Belakangan ini aksi unjuk rasa kembali marak terjadi. Unjuk rasa yang terjadi seringkali berakhir rusuh. Mobil dibakar, fasilitas publik di bakar, dan seolah semuanya itu legal dilakukan.
Semuanya itu dipicu oleh pengesahan UU Omnibus Law Cipta Kerja, yang dianggap tidak berpihak. Apalagi pemberitaan di media mainstream dan media sosial, seringkali membingungkan masyarakat. Mana yang benar, mana yang valid, dan mana yang bisa dijadikan acuan. Karena tingkat literasi masyarakat masih rendah, tidak sedikit masyarakat yang terprovokasi untuk melakukan tindakan anarkis.
Apa yang diberitakan di media sosial ada yang benar, tapi tidak sedikit yang dibelokkan isunya. Belakangan pemerintah membantah adanya informasi yang tidak benar. Pemerintah mengklaim undang-undang ini untuk kepentingan semua pihak. Namun, pembelokan isu sudah terlanjur terjadi. Meski ada mekanisme hukum yang berlaku, yaitu melakukan judicial review di Mahkamah Konstitusi, nyatanya akibat pembelokan isu dan provokasi ini terlanjur memicu tindakan anarkis. Lalu, siapa yang diuntungkan?
Pemerintah memunculkan ada 'dalang' yang menggerakkan aksi unjuk rasa tersebut. Pihak yang berunjuk rasa membantahnya. Terlepas mana yang benar, kenyataannya ada aksi pembakaran. Belum lagi mobilisasi tersebut dilakukan di tengah pandemi, yang bisa memicu terjadinya klaster baru. Dan terbukti, setelah melakukan unjuk rasa ada yang reaktif dan positif setelah dilakukan swab test. Kalau sudah begini, apa yang harus kita lakukan? Dan siapa yang diuntungkan?
Mari kita renungkan kembali.
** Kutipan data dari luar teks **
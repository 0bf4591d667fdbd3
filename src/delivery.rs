use super::*;
use async_trait::async_trait;
use teloxide::{ApiError, RequestError};

#[derive(Debug, thiserror::Error)]
pub(super) enum SendError {
    #[error("rate limited")]
    RateLimited(Option<Duration>),
    #[error(transparent)]
    Other(anyhow::Error),
}

impl From<RequestError> for SendError {
    fn from(err: RequestError) -> Self {
        match err {
            RequestError::RetryAfter(wait) => SendError::RateLimited(Some(wait)),
            RequestError::Api(ApiError::Unknown(text)) if text.contains("Too Many Requests") => {
                SendError::RateLimited(None)
            }
            other => SendError::Other(other.into()),
        }
    }
}

/// Outbound half of the messaging platform.
#[async_trait]
pub(super) trait Transport: Send + Sync {
    async fn send(
        &self,
        recipient: &Recipient,
        text: &str,
        options: &SendOptions,
    ) -> std::result::Result<(), SendError>;
}

pub(super) struct TelegramTransport {
    bot: Bot,
}

impl TelegramTransport {
    pub(super) fn new(bot: Bot) -> Self {
        TelegramTransport { bot }
    }
}

#[async_trait]
impl Transport for TelegramTransport {
    async fn send(
        &self,
        recipient: &Recipient,
        text: &str,
        options: &SendOptions,
    ) -> std::result::Result<(), SendError> {
        let mut request = self.bot.send_message(recipient.clone(), text);
        if let Some(mode) = options.format.parse_mode() {
            request = request.parse_mode(mode);
        }
        if let Some(keyboard) = options.keyboard.clone() {
            request = request.reply_markup(keyboard);
        }
        request.await?;
        Ok(())
    }
}

impl DeliveryTarget {
    pub(super) fn recipient(&self) -> Recipient {
        match self {
            DeliveryTarget::Conversation(chat_id) => Recipient::Id(*chat_id),
            DeliveryTarget::External(raw) => parse_recipient(raw),
        }
    }
}

/// Numeric ids go to that chat; anything else is a channel username.
pub(super) fn parse_recipient(raw: &str) -> Recipient {
    let trimmed = raw.trim();
    if let Ok(id) = trimmed.parse::<i64>() {
        return Recipient::Id(ChatId(id));
    }
    if trimmed.starts_with('@') {
        Recipient::ChannelUsername(trimmed.to_string())
    } else {
        Recipient::ChannelUsername(format!("@{}", trimmed))
    }
}

#[derive(Debug, Clone)]
pub(super) struct DeliverySettings {
    pub(super) block_size: u64,
    pub(super) chat_delay: Duration,
    pub(super) channel_delay: Duration,
    pub(super) rate_limit_default: Duration,
    pub(super) render: RenderOptions,
}

impl DeliverySettings {
    pub(super) fn from_config(config: &Config) -> Self {
        DeliverySettings {
            block_size: config.block_size,
            chat_delay: config.chat_delay,
            channel_delay: config.channel_delay,
            rate_limit_default: config.rate_limit_default,
            render: RenderOptions {
                format: config.text_format,
                decorate: config.decorate_indices,
            },
        }
    }

    fn pacing(&self, target: &DeliveryTarget) -> Duration {
        match target {
            DeliveryTarget::Conversation(_) => self.chat_delay,
            DeliveryTarget::External(_) => self.channel_delay,
        }
    }
}

pub(super) struct Delivery {
    transport: Arc<dyn Transport>,
    settings: DeliverySettings,
}

impl Delivery {
    pub(super) fn new(transport: Arc<dyn Transport>, settings: DeliverySettings) -> Self {
        Delivery {
            transport,
            settings,
        }
    }

    /// Sends once, waiting out rate-limit rejections for as long as they last.
    pub(super) async fn send_with_retry(
        &self,
        recipient: &Recipient,
        text: &str,
        options: &SendOptions,
    ) -> Result<()> {
        loop {
            match self.transport.send(recipient, text, options).await {
                Ok(()) => return Ok(()),
                Err(SendError::RateLimited(hint)) => {
                    let wait = hint.unwrap_or(self.settings.rate_limit_default);
                    warn!(
                        "rate limited sending to {:?}; retrying in {}s",
                        recipient,
                        wait.as_secs_f64()
                    );
                    tokio::time::sleep(wait).await;
                }
                Err(SendError::Other(err)) => {
                    return Err(err.context(format!("send to {:?}", recipient)));
                }
            }
        }
    }

    pub(super) async fn deliver_one(
        &self,
        target: &DeliveryTarget,
        range: &LinkRange,
        template: &str,
        keyboard: Option<InlineKeyboardMarkup>,
    ) -> Result<()> {
        let text = render_block(range, template, &self.settings.render);
        let parts = split_message(&text, MESSAGE_BUDGET);
        let recipient = target.recipient();
        let last = parts.len().saturating_sub(1);
        for (index, part) in parts.iter().enumerate() {
            // Navigation buttons belong under the final part only.
            let options = SendOptions {
                format: self.settings.render.format,
                keyboard: if index == last { keyboard.clone() } else { None },
            };
            self.send_with_retry(&recipient, part, &options).await?;
        }
        Ok(())
    }

    /// Delivers every block of `[1, upper_bound]` in order, pacing between sends.
    pub(super) async fn deliver_sweep(&self, job: &SweepJob) -> SweepReport {
        let origin = Recipient::Id(job.origin);
        if let Some(announce) = &job.announce {
            if let Err(err) = self
                .send_with_retry(&origin, announce, &SendOptions::plain())
                .await
            {
                error!("sweep announcement failed: {:#}", err);
            }
        }

        let pacing = self.settings.pacing(&job.target);
        let mut report = SweepReport::default();
        let mut first = true;
        for range in sweep_ranges(self.settings.block_size, job.upper_bound) {
            if !first {
                tokio::time::sleep(pacing).await;
            }
            first = false;

            match self
                .deliver_one(&job.target, &range, &job.template, None)
                .await
            {
                Ok(()) => report.delivered += 1,
                Err(err) => {
                    report.failed += 1;
                    error!(
                        "block {}-{} to {:?} failed: {:#}",
                        range.start, range.end, job.target, err
                    );
                }
            }
        }

        if let Some(completion) = &job.completion {
            if let Err(err) = self
                .send_with_retry(&origin, completion, &SendOptions::plain())
                .await
            {
                error!("sweep completion notice failed: {:#}", err);
            }
        }
        report
    }
}
use super::*;

#[derive(Debug, Clone, Copy, PartialEq, Eq, thiserror::Error)]
pub(super) enum RangeError {
    #[error("start index must be at least 1")]
    StartBeforeFirst,
    #[error("block size must be positive")]
    EmptyBlock,
    #[error("start {start} is past the upper bound {upper_bound}")]
    PastUpperBound { start: u64, upper_bound: u64 },
}

/// Maps a start index onto the block that begins there, clipped to `upper_bound`.
pub(super) fn compute_range(
    start: u64,
    block_size: u64,
    upper_bound: u64,
) -> std::result::Result<LinkRange, RangeError> {
    if start == 0 {
        return Err(RangeError::StartBeforeFirst);
    }
    if block_size == 0 {
        return Err(RangeError::EmptyBlock);
    }
    if start > upper_bound {
        return Err(RangeError::PastUpperBound { start, upper_bound });
    }

    let end = start.saturating_add(block_size - 1).min(upper_bound);
    Ok(LinkRange {
        start,
        end,
        has_next: end < upper_bound,
        has_prev: start > 1,
        next_start: end.saturating_add(1),
        prev_start: start.saturating_sub(block_size).max(1),
    })
}

/// Parses a user-supplied start index, falling back to 1 for anything unusable.
pub(super) fn normalize_start(raw: &str) -> u64 {
    raw.trim()
        .parse::<u64>()
        .ok()
        .filter(|start| *start >= 1)
        .unwrap_or(1)
}

/// Walks `[1, upper_bound]` block by block via `next_start`.
pub(super) fn sweep_ranges(block_size: u64, upper_bound: u64) -> impl Iterator<Item = LinkRange> {
    let first = compute_range(1, block_size, upper_bound).ok();
    std::iter::successors(first, move |range| {
        if range.has_next {
            compute_range(range.next_start, block_size, upper_bound).ok()
        } else {
            None
        }
    })
}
Kita semua tahu bagaimana perilaku anggota dewan. Namun, mari kita saling mengendalikan emosi. Jangan pelihara amarah yang membabi buta. Karena amarah ini bisa memicu terjadinya perilaku intoleran.
Dalam kondisi amarah tersebut, kelompok radikal bisa saja menyusup dan melakukan tindakan radikal, seperti aksi peledakan. Semuanya tersebut bisa saja terjadi, dan pernah terjadi. Mari kita belajar dari pilkada DKI Jakarta beberapa tahun lalu. Mari kita belajar dari konflik Poso, mari kita belajar dari konflik Papua. Tidak ada gunanya memelihara amarah, yang bersumber dari provokasi.
Mari kita cari solusi secara santun. Jika ada perbedaan pendapat, ada upaya yang lebih baik dari pada melampiaskan dengan cara membakar fasilitas umum. Unjuk rasa boleh, karena hal itu diatur undang-undang. Namun unjuk rasa harus sesuai dengan substansinya.
Jika undang-undang itu dianggap bermasalah, kritiklah yang bermasalah. Jangan kemudian berbelok menjadi aksi anarkis. Sekali lagi, aksi anarkis hanya merugikan kita sendiri. Apalagi, kondisi sekarang ini masih dalam kondisi susah. Pandemi covid-19 telah memberikan dampak negatif bagi perekonomian.
Saatnya kita fokus pada substansi. Jika kita tidak bergandengan tangan di masa sulit ini, akan semakin terpuruk perekonomian. Dan yang susah, lagi-lagi kita sendiri. Negara telah berusaha, tapi hingga saat ini angka kasus positif masih terus bertambah. Saatnya disiplin menerapkan protokol kesehatan, agar kasus positif tidak bertambah.
Mari terus kritik DPR, pemerintah dan para pemangku kebijakan jika dinilai salah. Tapi ingat, kritiklah substansinya dan jangan mudah terprovokasi dengan informasi yang menyesatkan di dunia maya.